Yang lebih membingungkan, dengan cepat pihak KPU memproses 4 PPK yang dipecat dengan tuduhan pelanggaran etik, padahal sesuai undang-undang Pemilu itu adalah pelanggaran pidana pemilu yang harus dihukum masuk penjara.
"Seolah sudah selesai, yang diproses hanya 4 PPK dan disidang etik kemudian dipecat. Padahal ini murni kasus pidana pemilu. KPU dan Bawaslu kemudian diam. Ada apa dengan penyelenggara," kata Apler.
Apler mewakili Partai Golkar pun meminta KPU dan Bawaslu Sulut all out menuntaskan kasus tersebut. Menurutnya, harus diselidiki juga penyelenggara di Kota Bitung.
"Bagi saya tidak mungkin PPK bekerja sendiri. Dugaan saya pasti ada arahan pimpinan. Tidak mungkin PPK bekerja sendiri. Bahaya demokrasi di Sulut apabila dibiarkan. Persoalan ini bukan etik. Persoalan ini masalah tindak pidana pemilu yang sudah terjadi," ujarnya.
"Perbuatan pidananya sudah terjadi, tapi kenapa kok dengan gamblang Bawaslu Sulut menyatakan perasaan itu hanya etik. Kami sangat kecewa. Bentuk kekecewaan kami, kami akan laporkan kasus ini ke DKPP. Kami akan melaporkan dalam waktu dekat ini," kata Apler kembali.
Sementara, pihak KPU sendiri beralasan jika permasalahan di Bitung sudah ada tindakan dengan pemecatan 4 PPK.
"PPK sudah akui makanya sudah diberhentikan di 4 Kecamatan," kata Komisioner KPU Sulut, Lanny Anggrainy Ointu.
Namun demikian, Lanny beralasan jika tidak ada urgensi untuk memeriksa lebih lanjut terhadap komisioner KPU Kota Bitung, mengingat tidak ada pengakuan dari mereka.
"Hasil klarifikasi tidak ada satu pun PPK yang akui ketua langsung.

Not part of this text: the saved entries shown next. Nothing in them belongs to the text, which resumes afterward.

//! Uniform energy grids and resampling of cross-section tables onto them.

use std::path::Path;

use serde::Serialize;

use crate::data::loader::load_cross_section_table;
use crate::data::model::CrossSectionTable;
use crate::error::{Error, Result};
use crate::units::{convert, TofGeometry, XUnit};

/// Upper bound on grid size; larger grids are almost certainly a step typo.
const MAX_GRID_POINTS: usize = 50_000_000;

// ---------------------------------------------------------------------------
// EnergyGrid
// ---------------------------------------------------------------------------

/// Strictly increasing energies (eV) with a constant step.
///
/// The first point is exactly `e_min` and the last exactly `e_max`. When
/// `e_max - e_min` is not a whole number of steps, the regular points stop
/// at the last one below `e_max` and `e_max` is appended, so the final
/// interval is shorter than `e_step`.
#[derive(Debug, Clone, PartialEq, Serialize)]
pub struct EnergyGrid {
    e_min: f64,
    e_max: f64,
    e_step: f64,
    energies: Vec<f64>,
}

impl EnergyGrid {
    pub fn new(e_min: f64, e_max: f64, e_step: f64) -> Result<Self> {
        if !(e_min.is_finite() && e_max.is_finite() && e_step.is_finite()) {
            return Err(Error::configuration(format!(
                "energy grid bounds must be finite (E_min={e_min}, E_max={e_max}, E_step={e_step})"
            )));
        }
        if e_min < 0.0 {
            return Err(Error::configuration(format!("E_min must be >= 0, got {e_min}")));
        }
        if e_min >= e_max {
            return Err(Error::configuration(format!(
                "E_min ({e_min}) must be lower than E_max ({e_max})"
            )));
        }
        if e_step <= 0.0 {
            return Err(Error::configuration(format!("E_step must be > 0, got {e_step}")));
        }

        let steps = ((e_max - e_min) / e_step + 1e-9).floor();
        if steps >= MAX_GRID_POINTS as f64 {
            return Err(Error::configuration(format!(
                "energy grid would have more than {MAX_GRID_POINTS} points"
            )));
        }
        let steps = steps as usize;

        let tol = 1e-9 * e_step;
        let mut energies = Vec::with_capacity(steps + 2);
        for i in 0..=steps {
            let e = e_min + i as f64 * e_step;
            if e < e_max - tol {
                energies.push(e);
            }
        }
        energies.push(e_max);

        if !energies.windows(2).all(|w| w[1] > w[0]) {
            return Err(Error::configuration(format!(
                "E_step ({e_step}) is below the floating-point resolution of the grid [{e_min}, {e_max}]"
            )));
        }

        Ok(Self {
            e_min,
            e_max,
            e_step,
            energies,
        })
    }

    pub fn e_min(&self) -> f64 {
        self.e_min
    }

    pub fn e_max(&self) -> f64 {
        self.e_max
    }

    pub fn e_step(&self) -> f64 {
        self.e_step
    }

    /// Grid energies (eV).
    pub fn energies(&self) -> &[f64] {
        &self.energies
    }

    pub fn len(&self) -> usize {
        self.energies.len()
    }

    pub fn is_empty(&self) -> bool {
        self.energies.is_empty()
    }
}

// ---------------------------------------------------------------------------
// Curve
// ---------------------------------------------------------------------------

/// Parallel x/y samples. `x_axis` is in eV unless stated otherwise.
#[derive(Debug, Clone, PartialEq, Serialize)]
pub struct Curve {
    pub x_axis: Vec<f64>,
    pub y_axis: Vec<f64>,
}

impl Curve {
    pub fn len(&self) -> usize {
        self.x_axis.len()
    }

    pub fn is_empty(&self) -> bool {
        self.x_axis.is_empty()
    }

    /// First (x, y) pair.
    pub fn first(&self) -> Option<(f64, f64)> {
        Some((*self.x_axis.first()?, *self.y_axis.first()?))
    }

    /// Last (x, y) pair.
    pub fn last(&self) -> Option<(f64, f64)> {
        Some((*self.x_axis.last()?, *self.y_axis.last()?))
    }

    /// Re-express an eV x-axis in `unit`; y values are untouched.
    pub fn in_units(self, unit: XUnit, geometry: &TofGeometry) -> Result<Curve> {
        Ok(Curve {
            x_axis: convert(&self.x_axis, XUnit::Energy, unit, geometry)?,
            y_axis: self.y_axis,
        })
    }
}

// ---------------------------------------------------------------------------
// Interpolation
// ---------------------------------------------------------------------------

/// Resample `table` onto `grid` by piecewise-linear interpolation.
///
/// The grid must lie within the table's energy range; no extrapolation is
/// performed.
pub fn interpolate(table: &CrossSectionTable, grid: &EnergyGrid) -> Result<Curve> {
    let (table_min, table_max) = table.energy_range();
    if grid.e_min() < table_min || grid.e_max() > table_max {
        return Err(Error::OutOfRange {
            e_min: grid.e_min(),
            e_max: grid.e_max(),
            table_min,
            table_max,
        });
    }

    let y_axis = grid
        .energies()
        .iter()
        .map(|&e| linear_at(&table.energy_ev, &table.sigma_b, e))
        .collect();

    Ok(Curve {
        x_axis: grid.energies().to_vec(),
        y_axis,
    })
}

/// Linear interpolation at `x`, which must lie within `xs`.
fn linear_at(xs: &[f64], ys: &[f64], x: f64) -> f64 {
    let hi = xs.partition_point(|&v| v < x);
    if hi < xs.len() && xs[hi] == x {
        return ys[hi];
    }
    // hi > 0 because x >= xs[0] and xs[0] != x here
    let lo = hi - 1;
    let (x0, x1) = (xs[lo], xs[hi]);
    let (y0, y1) = (ys[lo], ys[hi]);
    y0 + (y1 - y0) * (x - x0) / (x1 - x0)
}

/// Load a table and resample it onto `[e_min, e_max]` with step `e_step`.
pub fn get_sigma(path: &Path, e_min: f64, e_max: f64, e_step: f64) -> Result<Curve> {
    let table = load_cross_section_table(path)?;
    let grid = EnergyGrid::new(e_min, e_max, e_step)?;
    interpolate(&table, &grid)
}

Saya turun langsung tapi tidak bisa menduga," kata Lanny saat dihubungi.
Sementara, Komisioner Bawaslu Sulut, Zulkifli Densi, mengakui jika kasus tersebut diproses di Bawaslu Bitung.
"Sementara diproses sesuai locusnya di Bitung. Di register di Bawaslu Bitung," kata Zulkifli singkat.